Differential IgG-binding characteristics of staphylococcal protein A, streptococcal protein G, and a chimeric protein AG.

Various Gram-positive bacteria express different types of IgG-binding receptors, each of which displaying certain unique binding properties. To evaluate specificity and avidity aspects of the differential binding pattern, a set of competitive binding assays was employed, by using staphylococcal protein A (SPA), streptococcal protein G (SPG), and a chimeric protein AG. These receptors were analyzed, in a reciprocal fashion, for binding and inhibition of binding to a selected panel of polyclonal and monoclonal Ig. Results of the study reveal that a majority of the determinants on human and bovine IgG, recognized by SPA and SPG, are either coextensive or closely overlapping.

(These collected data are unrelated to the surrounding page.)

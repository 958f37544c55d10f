//! Request and response types exchanged over the public HTTP API.
//!
//! Field names follow the camelCase wire names used by the browser client.

use serde::{Deserialize, Serialize};

use crate::brand::CardBrand;

// ---------------------------------------------------------------------------
// Upload endpoint
// ---------------------------------------------------------------------------

/// Successful response body for `POST /upload`.
#[derive(Debug, Clone, Serialize, Deserialize)]
#[serde(rename_all = "camelCase")]
pub struct UploadResponse {
    /// Base64 of `nonce || ciphertext || tag` for the extracted card number.
    pub encrypted_card_number: String,
    /// Brand whose printed layout matched in the recognised text.
    pub brand: CardBrand,
}

// ---------------------------------------------------------------------------
// Validate endpoint
// ---------------------------------------------------------------------------

/// Query string for `GET /validate`.
#[derive(Debug, Clone, Serialize, Deserialize)]
#[serde(rename_all = "camelCase")]
pub struct ValidateQuery {
    pub card_number: String,
}

/// Response body for `GET /validate`.
#[derive(Debug, Clone, Serialize, Deserialize)]
pub struct ValidateResponse {
    /// Whether the number passes the Luhn checksum.
    pub valid: bool,
    pub brand: CardBrand,
}

// ---------------------------------------------------------------------------
// Decrypt endpoint
// ---------------------------------------------------------------------------

/// Request body for `POST /decrypt`.
#[derive(Debug, Clone, Serialize, Deserialize)]
pub struct DecryptRequest {
    /// Blob previously returned by `POST /upload`.
    pub ciphertext: String,
}

/// Successful response body for `POST /decrypt`.
#[derive(Debug, Clone, Serialize, Deserialize)]
#[serde(rename_all = "camelCase")]
pub struct DecryptResponse {
    pub decrypted_card_number: String,
}

// ---------------------------------------------------------------------------
// Error response
// ---------------------------------------------------------------------------

/// Standard error response body returned on any non-2xx status.
#[derive(Debug, Clone, Serialize, Deserialize)]
pub struct ErrorResponse {
    /// Short machine-readable error code (e.g. `"bad_request"`).
    pub code: String,
    /// Human-readable description safe to expose to callers.
    pub message: String,
}

impl ErrorResponse {
    /// Construct an [`ErrorResponse`] from a code and message.
    pub fn new(code: impl Into<String>, message: impl Into<String>) -> Self {
        Self {
            code: code.into(),
            message: message.into(),
        }
    }
}

impl From<&crate::ServiceError> for ErrorResponse {
    fn from(err: &crate::ServiceError) -> Self {
        Self::new(err.code(), err.to_string())
    }
}

// ---------------------------------------------------------------------------
// Health check
// ---------------------------------------------------------------------------

/// Response body for `GET /health`.
#[derive(Debug, Clone, Serialize, Deserialize)]
pub struct HealthResponse {
    /// Overall service status; always `"ok"` once the server is listening.
    pub status: String,
    /// Crate version of the running binary.
    pub version: String,
}
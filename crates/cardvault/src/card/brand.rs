//! Brand classification by issuer prefix and total length.

use common::CardBrand;

use super::luhn::is_numeric;

/// Prefix and length rule for one issuer network.
struct IssuerRule {
    brand: CardBrand,
    prefixes: &'static [&'static str],
    lengths: &'static [usize],
}

impl IssuerRule {
    fn matches(&self, digits: &str) -> bool {
        self.lengths.contains(&digits.len())
            && self.prefixes.iter().any(|p| digits.starts_with(*p))
    }
}

/// Checked in order; the first matching rule wins.
const RULES: [IssuerRule; 4] = [
    IssuerRule {
        brand: CardBrand::Visa,
        prefixes: &["4"],
        lengths: &[13, 16],
    },
    IssuerRule {
        brand: CardBrand::MasterCard,
        prefixes: &["51", "52", "53", "54", "55"],
        lengths: &[16],
    },
    IssuerRule {
        brand: CardBrand::AmericanExpress,
        prefixes: &["34", "37"],
        lengths: &[15],
    },
    IssuerRule {
        brand: CardBrand::Discover,
        prefixes: &["6011", "65"],
        lengths: &[16],
    },
];

/// Determine the issuing network of `number`.
///
/// The input is taken as-is: separators are not stripped here, so a grouped
/// number such as `"4111 1111 1111 1111"` is [`CardBrand::Invalid`]. Use
/// [`super::normalize`] first when the caller may send grouped digits.
///
/// Classification does not look at the checksum; a number that fails
/// [`super::validate`] can still carry a brand.
pub fn classify(number: &str) -> CardBrand {
    if !is_numeric(number) {
        return CardBrand::Invalid;
    }
    RULES
        .iter()
        .find(|rule| rule.matches(number))
        .map_or(CardBrand::Unknown, |rule| rule.brand)
}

Accordingly, a minor portion of the determinants appear to be unique in the sense that a particular determinant(s) is selectively identified by one of the two receptors. Binding assays involving purified Fc fragments from human IgG, suggest that SPG shows exclusive specificity for an Fab region determinant(s) not recognized by SPA, whereas the Fc determinants for SPA and SPG are identical or overlapping. Furthermore, one of the IgG subclasses of bovine origin appears to be seen by the SPG receptor only. The competition study also demonstrates that the novel chimeric protein AG receptor shows higher or equal avidity for variants of human IgG molecules compared to the best of its parental constituents. It can thus be deduced that chimeric receptors might be useful as optimized tools for immunologic applications.